The Leibnizian measure – mv² – was incorporated only in the second version together with a remarkable passage that unravels a complex interplay between the experimental and the speculative approach in du Châtelet. Having discussed the hypothesis that the Sun is a solid body containing fire and emanating it to the Earth, she concludes:

But this emanation of light is subject to far greater difficulties, and seems impossible to be assumed despite the modern observations that apparently speak in its favour: certain observations are enough to destroy a superstition when they seem contrary to it, but they are not enough to establish it and physical and metaphysical difficulties undermining the [hypothesis of] emanation of light seem so insuperable that without them being removed there are no observations that can induce one to assume it. But this is not the place to discuss them. [5]

The moral of this digression is that observational data are not enough to establish a hypothesis if there are strong metaphysical objections against it. This is the assumption, although not always articulated, that remains at the core of du Châtelet’s rhetorical vein in the heat of debates, e.g. her discussion with de Mairan about one of Jacob Hermann’s experiments and the measure of force. Remarkably, the exchange with de Mairan was published not only together with the Institutions physiques (1742), the second edition of du Châtelet’s manual of physics, but also with the revised version of her essay on fire.

The experiment in question is as follows [6]:

Let the ball A move with the velocity 2 on a horizontal plane and collide with another ball B=3A, being at rest. The ball A will give the velocity 1 to the ball B and move backwards with the velocity 1.  Afterwards, let the ball A with the velocity 1 collide with another body at rest C=A. The ball A will also give to the ball C the velocity 1 and as a result of the second collision, it will come to halt. All this can be easily derived from the very well known rules of the motion of elastic bodies. [7]

To disprove du Châtelet, de Mairan adds scalar magnitudes (m|v|), and then he goes on to directed ones, i.e. applies the measure he accepted. [8]

His calculation could be interpreted as a correct addition of momenta [9], but du Châtelet does not consider it either as an alternative of force measure or a different concept. Here comes into play her rhetorical impetus:

To tell the truth, it is remarkable with what ease this small bar you put in front of the formula for the force of the body A rid you of this 8 of force that even your own calculation gave you after collision instead of 4 that you had expected from it; but, tell me, I beg you, you certainly do not think that this sign minus and this subtraction would take away some part of force from the bodies A and B, and that the effects exercised by these bodies on any obstacles would be diminished by it. I also doubt that you would like to either experience it or find yourself in the path of a body that would bounce back affected by this minus sign with 500 or 1000 of force. [10]

One may think that du Châtelet did not understand the concept of directed magnitudes but was this really the case?

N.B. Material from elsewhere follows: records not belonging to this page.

pub mod core;
pub mod detection;
pub mod models;
pub mod notify;
pub mod service;

pub use crate::core::db::{
    Bin, BinDb, BinRepository, BinStats, BinUpdate, NewBin, NotifyTokenRepository,
};
pub use detection::contours::{ContourScorer, LargestAreaScorer};
pub use detection::{EstimatorParams, FillEstimator};
pub use models::Contour;
pub use notify::{ConsoleNotifier, Notifier};
pub use service::{CaptureService, FULL_THRESHOLD};
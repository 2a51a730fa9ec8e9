use image::imageops::FilterType;
use image::{DynamicImage, GrayImage};
use imageproc::edges::canny;
use imageproc::filter::gaussian_blur_f32;

/// Scale to the fixed square working resolution, ignoring aspect ratio.
/// Downstream edge and threshold parameters are tuned against this scale.
pub fn resize_to_working(img: &DynamicImage, size: u32) -> DynamicImage {
    img.resize_exact(size, size, FilterType::Triangle)
}

/// Convert image to grayscale
pub fn to_grayscale(img: &DynamicImage) -> GrayImage {
    img.to_luma8()
}

/// Apply Gaussian blur to reduce noise
pub fn apply_blur(img: &GrayImage, sigma: f32) -> GrayImage {
    gaussian_blur_f32(img, sigma)
}

/// Detect edges using Canny edge detector
pub fn detect_edges(img: &GrayImage, low_threshold: f32, high_threshold: f32) -> GrayImage {
    canny(img, low_threshold, high_threshold)
}
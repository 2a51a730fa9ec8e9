use image::{GrayImage, Luma};
use imageproc::drawing::draw_polygon_mut;

use crate::models::Contour;

const INSIDE: Luma<u8> = Luma([255u8]);

/// Rasterize the contour's filled interior into a blank same-size mask.
///
/// Returns `None` when the contour is too degenerate to enclose anything,
/// which the caller treats the same as a zero-area mask.
pub fn rasterize_interior(contour: &Contour, width: u32, height: u32) -> Option<GrayImage> {
    let mut points = contour.points.clone();
    // draw_polygon_mut closes the path itself and rejects an explicitly
    // repeated endpoint.
    if points.len() > 1 && points.first() == points.last() {
        points.pop();
    }
    if points.len() < 3 {
        return None;
    }

    let mut mask = GrayImage::new(width, height);
    draw_polygon_mut(&mut mask, &points, INSIDE);
    Some(mask)
}

/// Apply a binary mask to a grayscale image: pixels outside the mask become
/// zero, pixels inside keep their intensity.
pub fn apply_mask(gray: &GrayImage, mask: &GrayImage) -> GrayImage {
    let mut out = GrayImage::new(gray.width(), gray.height());
    for (x, y, pixel) in gray.enumerate_pixels() {
        if mask.get_pixel(x, y)[0] != 0 {
            out.put_pixel(x, y, *pixel);
        }
    }
    out
}

/// Number of pixels inside the mask.
pub fn mask_area(mask: &GrayImage) -> u64 {
    mask.pixels().filter(|p| p[0] != 0).count() as u64
}
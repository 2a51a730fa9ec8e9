pub mod contours;
pub mod mask;
pub mod preprocessing;
pub mod threshold;

use std::path::{Path, PathBuf};

use anyhow::Context;
use image::{DynamicImage, GrayImage};

use crate::models::Contour;
use contours::{ContourScorer, LargestAreaScorer};

/// Tuning parameters for the fill estimation pipeline.
///
/// Defaults match the values the pipeline was tuned with; all of them assume
/// the fixed square working resolution.
#[derive(Debug, Clone, Copy)]
pub struct EstimatorParams {
    /// Side of the square working image everything is resized to.
    pub working_size: u32,
    /// Gaussian blur sigma (the 7x7-kernel default).
    pub blur_sigma: f32,
    /// Canny lower sensitivity threshold.
    pub canny_low: f32,
    /// Canny upper sensitivity threshold.
    pub canny_high: f32,
    /// Radius of the adaptive-threshold neighbourhood (side 2r + 1).
    pub block_radius: u32,
    /// Constant subtracted from the local mean before comparison.
    pub threshold_offset: i32,
}

impl Default for EstimatorParams {
    fn default() -> Self {
        Self {
            working_size: 500,
            blur_sigma: 1.4,
            canny_low: 50.0,
            canny_high: 150.0,
            block_radius: 5,
            threshold_offset: 2,
        }
    }
}

/// Estimates how full a waste bin is from a photo of its opening.
///
/// A pure single-pass pipeline: resize, grayscale + blur, Canny edges,
/// external contours, dominant-contour mask, adaptive threshold, ratio.
/// Each call works on its own buffers, so concurrent callers need no locking.
pub struct FillEstimator {
    pub params: EstimatorParams,
    scorer: Box<dyn ContourScorer + Send + Sync>,
    verbose: bool,
    debug_dir: Option<PathBuf>,
}

impl FillEstimator {
    pub fn new() -> Self {
        Self::with_params(EstimatorParams::default())
    }

    pub fn with_params(params: EstimatorParams) -> Self {
        Self {
            params,
            scorer: Box::new(LargestAreaScorer),
            verbose: false,
            debug_dir: None,
        }
    }

    pub fn with_verbose(mut self, verbose: bool) -> Self {
        self.verbose = verbose;
        self
    }

    /// Save each stage's intermediate image into `dir` as PNG. Saving is best
    /// effort; failures are reported but never abort an estimate.
    pub fn with_debug_dir(mut self, dir: PathBuf) -> Self {
        self.debug_dir = Some(dir);
        self
    }

    /// Replace the dominant-contour selection strategy.
    pub fn with_scorer(mut self, scorer: Box<dyn ContourScorer + Send + Sync>) -> Self {
        self.scorer = scorer;
        self
    }

    /// Estimate the fill percentage of the bin in `img`.
    ///
    /// Always returns a value in [0, 100]. A frame with no detectable edges
    /// is treated as "no bin opening found, assume empty" and yields 0.
    pub fn estimate(&self, img: &DynamicImage) -> u8 {
        if self.verbose {
            println!(
                "Resizing {}x{} to working size {}...",
                img.width(),
                img.height(),
                self.params.working_size
            );
        }
        let working = preprocessing::resize_to_working(img, self.params.working_size);
        self.save_debug("01_resized", &working);

        if self.verbose {
            println!("Converting to grayscale and blurring...");
        }
        let gray = preprocessing::to_grayscale(&working);
        let blurred = preprocessing::apply_blur(&gray, self.params.blur_sigma);
        self.save_debug_gray("02_blurred", &blurred);

        if self.verbose {
            println!("Detecting edges...");
        }
        let edges =
            preprocessing::detect_edges(&blurred, self.params.canny_low, self.params.canny_high);
        self.save_debug_gray("03_edges", &edges);

        let all_contours = contours::find_external_contours(&edges);
        if self.verbose {
            println!("Found {} external contours", all_contours.len());
        }
        let Some(dominant) = contours::select_dominant(&all_contours, self.scorer.as_ref()) else {
            // No detectable opening, assume empty.
            return 0;
        };
        if self.verbose {
            println!(
                "Dominant contour: {} points, enclosed area {:.0}",
                dominant.len(),
                dominant.area()
            );
        }

        let Some(mask) = mask::rasterize_interior(
            dominant,
            self.params.working_size,
            self.params.working_size,
        ) else {
            return 0;
        };
        self.save_debug_gray("04_mask", &mask);

        let masked = mask::apply_mask(&gray, &mask);
        self.save_debug_gray("05_masked", &masked);

        let (filled, total) = threshold::count_filled(
            &masked,
            &mask,
            self.params.block_radius,
            self.params.threshold_offset,
        );
        if total == 0 {
            return 0;
        }

        let percent = (filled as f64 / total as f64 * 100.0).round();
        if self.verbose {
            println!("{} of {} masked pixels classified filled", filled, total);
        }
        percent.clamp(0.0, 100.0) as u8
    }

    /// Decode an image file and estimate its fill percentage.
    ///
    /// Decode failures propagate; they are categorically different from a
    /// frame with no detectable edges.
    pub fn estimate_from_path<P: AsRef<Path>>(&self, path: P) -> anyhow::Result<u8> {
        let img = image::open(path.as_ref())
            .with_context(|| format!("Failed to decode image {:?}", path.as_ref()))?;
        Ok(self.estimate(&img))
    }

    /// Run the pipeline up to contour extraction (for inspection).
    pub fn get_contours(&self, img: &DynamicImage) -> Vec<Contour> {
        let working = preprocessing::resize_to_working(img, self.params.working_size);
        let gray = preprocessing::to_grayscale(&working);
        let blurred = preprocessing::apply_blur(&gray, self.params.blur_sigma);
        let edges =
            preprocessing::detect_edges(&blurred, self.params.canny_low, self.params.canny_high);
        contours::find_external_contours(&edges)
    }

    /// Dominant contour under the configured scorer (for inspection).
    pub fn get_dominant_contour(&self, img: &DynamicImage) -> Option<Contour> {
        let all = self.get_contours(img);
        contours::select_dominant(&all, self.scorer.as_ref()).cloned()
    }

    /// Region mask for the dominant contour (for inspection).
    pub fn get_region_mask(&self, img: &DynamicImage) -> Option<GrayImage> {
        let dominant = self.get_dominant_contour(img)?;
        mask::rasterize_interior(
            &dominant,
            self.params.working_size,
            self.params.working_size,
        )
    }

    fn save_debug(&self, stage: &str, img: &DynamicImage) {
        if let Some(dir) = &self.debug_dir {
            if let Err(e) = std::fs::create_dir_all(dir)
                .map_err(anyhow::Error::from)
                .and_then(|_| {
                    img.save(dir.join(format!("{}.png", stage)))
                        .map_err(anyhow::Error::from)
                })
            {
                eprintln!("Warning: failed to save debug image {}: {}", stage, e);
            }
        }
    }

    fn save_debug_gray(&self, stage: &str, img: &GrayImage) {
        if self.debug_dir.is_some() {
            self.save_debug(stage, &DynamicImage::ImageLuma8(img.clone()));
        }
    }
}

impl Default for FillEstimator {
    fn default() -> Self {
        Self::new()
    }
}
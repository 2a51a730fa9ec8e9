//! Integration tests for bin record CRUD, fill-level updates, fleet
//! statistics, and the notification token registry.

mod common;

use binwatch::core::db::{BinDb, BinRepository, BinUpdate, NewBin, NotifyTokenRepository};
use common::create_test_db;

fn test_bin(location: &str) -> NewBin {
    NewBin {
        location: location.to_string(),
        ..Default::default()
    }
}

#[tokio::test]
async fn test_add_and_retrieve_bin() -> anyhow::Result<()> {
    let (db, _temp_dir) = create_test_db().await;

    let bin = db.add_bin(test_bin("Lobby")).await?;
    assert!(!bin.id.is_empty());
    assert_eq!(bin.location, "Lobby");
    assert_eq!(bin.bin_type, "General");
    assert_eq!(bin.capacity, 100);
    assert_eq!(bin.fill_level, 0);

    let fetched = db.get_bin(&bin.id).await?.expect("bin should exist");
    assert_eq!(fetched.id, bin.id);
    assert_eq!(fetched.location, "Lobby");

    let all = db.get_bins().await?;
    assert_eq!(all.len(), 1);

    Ok(())
}

#[tokio::test]
async fn test_get_missing_bin_is_none() -> anyhow::Result<()> {
    let (db, _temp_dir) = create_test_db().await;
    assert!(db.get_bin("no-such-id").await?.is_none());
    Ok(())
}

#[tokio::test]
async fn test_update_bin_metadata() -> anyhow::Result<()> {
    let (db, _temp_dir) = create_test_db().await;
    let bin = db.add_bin(test_bin("Kitchen")).await?;

    let updated = db
        .update_bin(
            &bin.id,
            &BinUpdate {
                location: Some("Kitchen 2F".to_string()),
                capacity: Some(240),
                ..Default::default()
            },
        )
        .await?;

    assert_eq!(updated.location, "Kitchen 2F");
    assert_eq!(updated.capacity, 240);
    // Untouched fields carry over
    assert_eq!(updated.bin_type, "General");
    assert_eq!(updated.fill_level, 0);

    let refetched = db.get_bin(&bin.id).await?.unwrap();
    assert_eq!(refetched.location, "Kitchen 2F");

    Ok(())
}

#[tokio::test]
async fn test_update_fill_level_stamps_timestamp() -> anyhow::Result<()> {
    let (db, _temp_dir) = create_test_db().await;
    let bin = db.add_bin(test_bin("Dock")).await?;

    db.update_fill_level(&bin.id, 73).await?;

    let updated = db.get_bin(&bin.id).await?.unwrap();
    assert_eq!(updated.fill_level, 73);
    assert!(updated.last_updated >= bin.last_updated);

    // Unknown bins are an error, not a silent no-op
    assert!(db.update_fill_level("no-such-id", 10).await.is_err());

    Ok(())
}

#[tokio::test]
async fn test_delete_bin() -> anyhow::Result<()> {
    let (db, _temp_dir) = create_test_db().await;
    let bin = db.add_bin(test_bin("Yard")).await?;

    db.delete_bin(&bin.id).await?;
    assert!(db.get_bin(&bin.id).await?.is_none());
    assert_eq!(db.get_bins().await?.len(), 0);

    assert!(db.delete_bin(&bin.id).await.is_err(), "double delete should fail");

    Ok(())
}

#[tokio::test]
async fn test_statistics_bucket_boundaries() -> anyhow::Result<()> {
    let (db, _temp_dir) = create_test_db().await;

    for (location, level) in [("a", 95), ("b", 80), ("c", 79), ("d", 50), ("e", 0)] {
        let bin = db.add_bin(test_bin(location)).await?;
        db.update_fill_level(&bin.id, level).await?;
    }

    let stats = db.bin_statistics().await?;
    assert_eq!(stats.total, 5);
    assert_eq!(stats.full, 2); // 95 and 80
    assert_eq!(stats.half, 2); // 79 and 50
    assert_eq!(stats.empty, 1);

    Ok(())
}

#[tokio::test]
async fn test_bins_persist_across_reopen() -> anyhow::Result<()> {
    let temp_dir = tempfile::TempDir::new()?;
    let db_path = temp_dir.path().join("persist.db");

    let bin_id = {
        let db = BinDb::new(&db_path).await?;
        let bin = db.add_bin(test_bin("Persistent")).await?;
        db.update_fill_level(&bin.id, 42).await?;
        bin.id
    };

    let db = BinDb::new(&db_path).await?;
    let bin = db.get_bin(&bin_id).await?.expect("bin should survive reopen");
    assert_eq!(bin.location, "Persistent");
    assert_eq!(bin.fill_level, 42);

    Ok(())
}

#[tokio::test]
async fn test_notify_token_roundtrip() -> anyhow::Result<()> {
    let (db, _temp_dir) = create_test_db().await;

    assert!(db.get_token("admin").await?.is_none());

    db.save_token("admin", "token-1").await?;
    assert_eq!(db.get_token("admin").await?.as_deref(), Some("token-1"));

    // Saving again replaces the previous token
    db.save_token("admin", "token-2").await?;
    assert_eq!(db.get_token("admin").await?.as_deref(), Some("token-2"));

    Ok(())
}
pub mod db;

After all, she was a very attentive reader of Willem Jacob ‘s Gravesande, who analyses the paradoxical cases of bodies moving in the opposite directions and compares the effectiveness of Leibnizian force measure with the Cartesian one.

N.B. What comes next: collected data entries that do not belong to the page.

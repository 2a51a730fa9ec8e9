use std::path::Path;

use anyhow::Context;
use image::DynamicImage;

use crate::core::db::{BinDb, BinRepository, NotifyTokenRepository};
use crate::detection::FillEstimator;
use crate::notify::Notifier;

/// Fill percentage at or above which a fullness notification is dispatched.
pub const FULL_THRESHOLD: u8 = 80;

/// Role under which the alert recipient's token is registered.
pub const ADMIN_ROLE: &str = "admin";

/// Ties the estimator to its collaborators: persist each estimate against a
/// bin record and raise an alert when the bin is nearly full.
///
/// Store and notification failures are logged and non-fatal by policy; the
/// estimate itself still counts as successfully produced.
pub struct CaptureService<N: Notifier> {
    estimator: FillEstimator,
    db: BinDb,
    notifier: N,
    full_threshold: u8,
}

impl<N: Notifier> CaptureService<N> {
    pub fn new(estimator: FillEstimator, db: BinDb, notifier: N) -> Self {
        Self {
            estimator,
            db,
            notifier,
            full_threshold: FULL_THRESHOLD,
        }
    }

    pub fn with_full_threshold(mut self, threshold: u8) -> Self {
        self.full_threshold = threshold;
        self
    }

    /// Estimate the fill level of `bin_id` from a decoded capture frame,
    /// persist it, and notify the registered recipient if it meets the
    /// fullness threshold.
    pub async fn process_capture(&self, image: &DynamicImage, bin_id: &str) -> u8 {
        let percent = self.estimator.estimate(image);

        if let Err(e) = self.db.update_fill_level(bin_id, percent).await {
            eprintln!(
                "Warning: failed to persist fill level for bin {}: {}",
                bin_id, e
            );
        }

        if percent >= self.full_threshold {
            self.dispatch_alert(bin_id, percent).await;
        }

        percent
    }

    /// Like [`process_capture`](Self::process_capture), but decodes the frame
    /// from a file first. Decode failures propagate.
    pub async fn process_capture_file<P: AsRef<Path>>(
        &self,
        path: P,
        bin_id: &str,
    ) -> anyhow::Result<u8> {
        let img = image::open(path.as_ref())
            .with_context(|| format!("Failed to decode image {:?}", path.as_ref()))?;
        Ok(self.process_capture(&img, bin_id).await)
    }

    async fn dispatch_alert(&self, bin_id: &str, percent: u8) {
        let token = match self.db.get_token(ADMIN_ROLE).await {
            Ok(Some(token)) => token,
            Ok(None) => {
                eprintln!("No recipient token registered, skipping fullness alert.");
                return;
            }
            Err(e) => {
                eprintln!("Warning: failed to look up recipient token: {}", e);
                return;
            }
        };

        if let Err(e) = self.notifier.send_bin_full(&token, bin_id, percent).await {
            eprintln!(
                "Warning: failed to send fullness notification for bin {}: {}",
                bin_id, e
            );
        }
    }
}
use image::GrayImage;

/// Classify masked pixels as filled material using an adaptive local-mean
/// threshold.
///
/// A pixel inside the mask counts as filled when it is darker than the mean
/// intensity of its square neighbourhood (side `2 * block_radius + 1`) by
/// more than `offset`. The local mean adapts to uneven lighting across the
/// bin interior where a single global cutoff would not.
///
/// Returns `(filled, total)` pixel counts within the mask.
pub fn count_filled(
    masked: &GrayImage,
    mask: &GrayImage,
    block_radius: u32,
    offset: i32,
) -> (u64, u64) {
    let (width, height) = masked.dimensions();
    let integral = compute_integral_image(masked);

    let mut filled: u64 = 0;
    let mut total: u64 = 0;

    for y in 0..height {
        for x in 0..width {
            if mask.get_pixel(x, y)[0] == 0 {
                continue;
            }
            total += 1;

            let local_mean = region_mean(&integral, width, height, x, y, block_radius);
            let threshold = (local_mean - offset as f64).max(0.0);
            if (masked.get_pixel(x, y)[0] as f64) < threshold {
                filled += 1;
            }
        }
    }

    (filled, total)
}

/// Compute the integral (summed-area table) of a grayscale image.
///
/// `table[y * (width+1) + x]` holds the sum of all pixels in the rectangle
/// from (0, 0) to (x, y), exclusive on both axes; the table carries a
/// zero-padded border row and column.
fn compute_integral_image(gray: &GrayImage) -> Vec<u64> {
    let (w, h) = gray.dimensions();
    let stride = (w + 1) as usize;
    let mut table = vec![0u64; stride * (h + 1) as usize];

    for y in 0..h {
        let mut row_sum: u64 = 0;
        for x in 0..w {
            row_sum += gray.get_pixel(x, y).0[0] as u64;
            let idx = (y + 1) as usize * stride + (x + 1) as usize;
            let above = y as usize * stride + (x + 1) as usize;
            table[idx] = row_sum + table[above];
        }
    }

    table
}

/// Mean pixel value within a square region centred on (cx, cy), clamped to
/// image bounds, via the precomputed integral image.
fn region_mean(
    integral: &[u64],
    img_width: u32,
    img_height: u32,
    cx: u32,
    cy: u32,
    radius: u32,
) -> f64 {
    let stride = (img_width + 1) as usize;

    let x1 = cx.saturating_sub(radius) as usize;
    let y1 = cy.saturating_sub(radius) as usize;
    let x2 = ((cx + radius + 1) as usize).min(img_width as usize);
    let y2 = ((cy + radius + 1) as usize).min(img_height as usize);

    let area = ((x2 - x1) * (y2 - y1)) as f64;
    if area == 0.0 {
        return 0.0;
    }

    // S = I[y2][x2] - I[y1][x2] - I[y2][x1] + I[y1][x1]
    let sum = integral[y2 * stride + x2] as f64 - integral[y1 * stride + x2] as f64
        - integral[y2 * stride + x1] as f64
        + integral[y1 * stride + x1] as f64;

    sum / area
}
#![allow(dead_code)]

use image::{DynamicImage, Rgb, RgbImage};
use tempfile::TempDir;

use binwatch::core::db::BinDb;

pub const WHITE: Rgb<u8> = Rgb([255, 255, 255]);
pub const BLACK: Rgb<u8> = Rgb([0, 0, 0]);

/// Fresh SQLite store in a scratch directory. Keep the TempDir alive for the
/// duration of the test.
pub async fn create_test_db() -> (BinDb, TempDir) {
    let temp_dir = tempfile::TempDir::new().expect("create temp dir");
    let db_path = temp_dir.path().join("test.db");
    let db = BinDb::new(&db_path).await.expect("open test db");
    (db, temp_dir)
}

/// Uniform 500x500 canvas, the estimator's working resolution.
pub fn blank_canvas(color: Rgb<u8>) -> RgbImage {
    RgbImage::from_pixel(500, 500, color)
}

pub fn draw_filled_circle(img: &mut RgbImage, cx: i32, cy: i32, radius: i32, color: Rgb<u8>) {
    for y in 0..img.height() as i32 {
        for x in 0..img.width() as i32 {
            let dx = x - cx;
            let dy = y - cy;
            if dx * dx + dy * dy <= radius * radius {
                img.put_pixel(x as u32, y as u32, color);
            }
        }
    }
}

/// Circle outline with the given stroke width, drawn as an annulus.
pub fn draw_ring(img: &mut RgbImage, cx: i32, cy: i32, radius: i32, stroke: i32, color: Rgb<u8>) {
    let inner = radius - stroke;
    for y in 0..img.height() as i32 {
        for x in 0..img.width() as i32 {
            let dx = x - cx;
            let dy = y - cy;
            let d2 = dx * dx + dy * dy;
            if d2 <= radius * radius && d2 > inner * inner {
                img.put_pixel(x as u32, y as u32, color);
            }
        }
    }
}

pub fn draw_filled_rect(
    img: &mut RgbImage,
    x0: u32,
    y0: u32,
    x1: u32,
    y1: u32,
    color: Rgb<u8>,
) {
    for y in y0..y1 {
        for x in x0..x1 {
            img.put_pixel(x, y, color);
        }
    }
}

/// Fill a disc with a coarse checkerboard of two intensities. Gives the
/// region local contrast, which a local-mean threshold responds to where a
/// uniform dark patch would not.
pub fn speckle_disc(img: &mut RgbImage, cx: i32, cy: i32, radius: i32, dark: u8, light: u8) {
    for y in 0..img.height() as i32 {
        for x in 0..img.width() as i32 {
            let dx = x - cx;
            let dy = y - cy;
            if dx * dx + dy * dy <= radius * radius {
                let value = if (x / 10 + y / 10) % 2 == 0 { dark } else { light };
                img.put_pixel(x as u32, y as u32, Rgb([value, value, value]));
            }
        }
    }
}

pub fn to_dynamic(img: RgbImage) -> DynamicImage {
    DynamicImage::ImageRgb8(img)
}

This is the description of ‘s Gravesande’s experiment, somewhat simplified by du Châtelet: [11]

‘s Gravesande devised an experiment that wonderfully confirms this theory. He fastened a ball of clay in Mariotte’s Machine and he made it collide successively with a copper ball, whose mass was three and velocity one, and with another ball of the same metal, whose velocity was three and mass one, and it happened that the impression made by ball one, whose velocity was three, was always much greater than that made by ball three with the velocity of 1, which testifies to the inequality of the forces. But when these two balls with the same velocities as before collided at the same time with the clay ball freely suspended from a thread, the clay ball was not shaken and the two copper balls stayed at rest and equally sunk in the clay and after measurement these equal impressions were found to be much greater than the impression that ball three with the velocity of one had made, having hit only the fastened clay ball and less than that which had been made by ball 1 with the velocity three. For ball 3 consumed its force to make an impression on clay, and its impression having been augmented by the effort of ball one that pressed the clay ball against ball three, reduced the impression of this ball one. Therefore, soft bodies that collide with velocities in inverse proportion to their masses, stay at rest after the collision, because they consume all their forces to mutually impress their parts. For it is not simple rest that holds these parts together, but a real force, and in order to flatten a body and drive into its parts, this force, named coherence or cohesion, must be overcome, and nothing but the force used to drive into these parts is consumed in the collision. [12]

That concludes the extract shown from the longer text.